In 2002, Congress created Priority 8, separating higher-income
veterans suffering from conditions not related to their service
from Priority 7, thus, reserving Priority 7 for lower-income
veterans suffering from such conditions.
In 2003, the Bush Administration suspended new enrollment of
Priority 8 veterans so that the VA could focus on those veterans
most in need.
Unintended
Consequences
As with any
government-run health care program, the VA's greatest difficulty is
balancing cost and demand. Health care costs have been rising
across the economy, and the VA program is no exception. In 2001,
the VA spent $21 billion on medical care for veterans.
In 2004, this spending reached $27 billion, and it is expected to
reach $30 billon by 2007.
Between 2001 and 2004, the number of patients treated in the VA
system increased 22 percent from 4 million in 2001 to 5 million.
Of the veterans currently enrolled in the VA, only 27 percent are
in the lower-priority categories.
While the VA
provides high-quality care to the veterans that it serves, forcing
the VA to spread its limited resources across a broader, more
diverse population could put the quality of care for the most needy
and deserving at risk. The VA is known for its specialized
treatments and for dealing with difficult and complex health
conditions. Expanding its services to meet the basic health care
needs of the broader veteran population could cause general health
services to crowd out more specialized treatment within the
system.
Incorporating a
large pool of new beneficiaries with less-specialized medical needs
into the system would alter the political and budget calculus of
the VA system. Because beneficiaries with general needs would
substantially outnumber beneficiaries with specialized needs,
future attempts to control cost growth would likely restrict access
to specialized care.
The experience of
Medicaid, the government healthcare program for the poor,
demonstrates the danger of expanding a healthcare program beyond
its original purpose. The more Medicaid eligibility expands up the
income scale, the more cost-containment measures are imposed to
keep expenditures under control. However, many of these techniques
actually put patients at greater risk. For example, limitations on
prescription drug access in Medicaid have had significant adverse
affects on some of the most vulnerable populations, such as the
mentally disabled. In the VA system, the most vulnerable would be
those veterans injured in service to their country.
A Better
Solution
Congress should
recognize that two separate issues are at play in this debate. The
first is whether additional health care benefits should be provided
to all veterans, and the second is how such additional benefits
might be provided. If Congress does decide to expand benefits to
non-service-related conditions and lower-priority veterans, then it
should consider alternatives to expanding the existing VA medical
system.
For example,
Congress could authorize and fund health insurance subsidies for
certain lower-priority categories of veterans that would assist
them in purchasing private health insurance coverage and related
medical services. Because these veterans suffer from conditions
that are indistinguishable from those suffered in the general
population, the same arrangements that cover the general population
are well designed to cover them. A subsidy program would allow the
VA to continue to focus on those who are in most need while
providing some assistance to more of those who served their
country.
Two advantages of
this approach are particularly important. First, subsidies would
ensure continuity of coverage and care for the vast majority of
veterans in the lower-priority categories who already have
insurance coverage and relationships with hospitals and doctors.

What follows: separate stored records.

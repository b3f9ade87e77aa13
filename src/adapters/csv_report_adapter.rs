//! CSV result table writer.

use std::fmt::Display;
use std::hash::Hash;
use std::io::Write;

use crate::domain::error::ReturnsError;
use crate::domain::table::{ResultTable, TableRow};
use crate::ports::report_port::ReportSink;

/// Writes `Period,<columns...>` rows to any writer; NaN cells become `NaN`.
pub struct CsvReportAdapter<W: Write> {
    writer: csv::Writer<W>,
}

impl<W: Write> CsvReportAdapter<W> {
    pub fn new(inner: W) -> Self {
        Self {
            writer: csv::Writer::from_writer(inner),
        }
    }

    pub fn into_inner(self) -> Result<W, ReturnsError> {
        self.writer.into_inner().map_err(|e| ReturnsError::Data {
            reason: format!("failed to flush report: {}", e),
        })
    }
}

fn format_cell(value: f64) -> String {
    if value.is_nan() {
        "NaN".to_string()
    } else {
        value.to_string()
    }
}

fn csv_error(e: csv::Error) -> ReturnsError {
    ReturnsError::Data {
        reason: format!("failed to write report: {}", e),
    }
}

impl<W: Write> ReportSink for CsvReportAdapter<W> {
    fn write_table<K, R>(&mut self, table: &ResultTable<K, R>) -> Result<(), ReturnsError>
    where
        K: Eq + Hash + Clone + Display,
        R: TableRow,
    {
        let mut header = vec!["Period"];
        header.extend_from_slice(R::column_names());
        self.writer.write_record(&header).map_err(csv_error)?;

        for (key, row) in table.iter() {
            let mut cells = vec![key.to_string()];
            cells.extend(row.values().into_iter().map(format_cell));
            self.writer.write_record(&cells).map_err(csv_error)?;
        }
        self.writer.flush()?;
        Ok(())
    }
}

Second, it would avoid the substantial capital expenditures
necessary to expand the current VA system to accommodate more
patients.
In terms of both
total cost and quality of care for all veterans, expanding the VA
medical system is not the best way to provide improved health care
services to those veterans now outside of the system. Subsidies to
purchase private insurance plans would serve these veterans better
and protect the care that those who were injured in service to
their country depend upon.
Nina
Owcharenko is Senior Policy Analyst in the Center for Health
Policy Studies at The Heritage Foundation.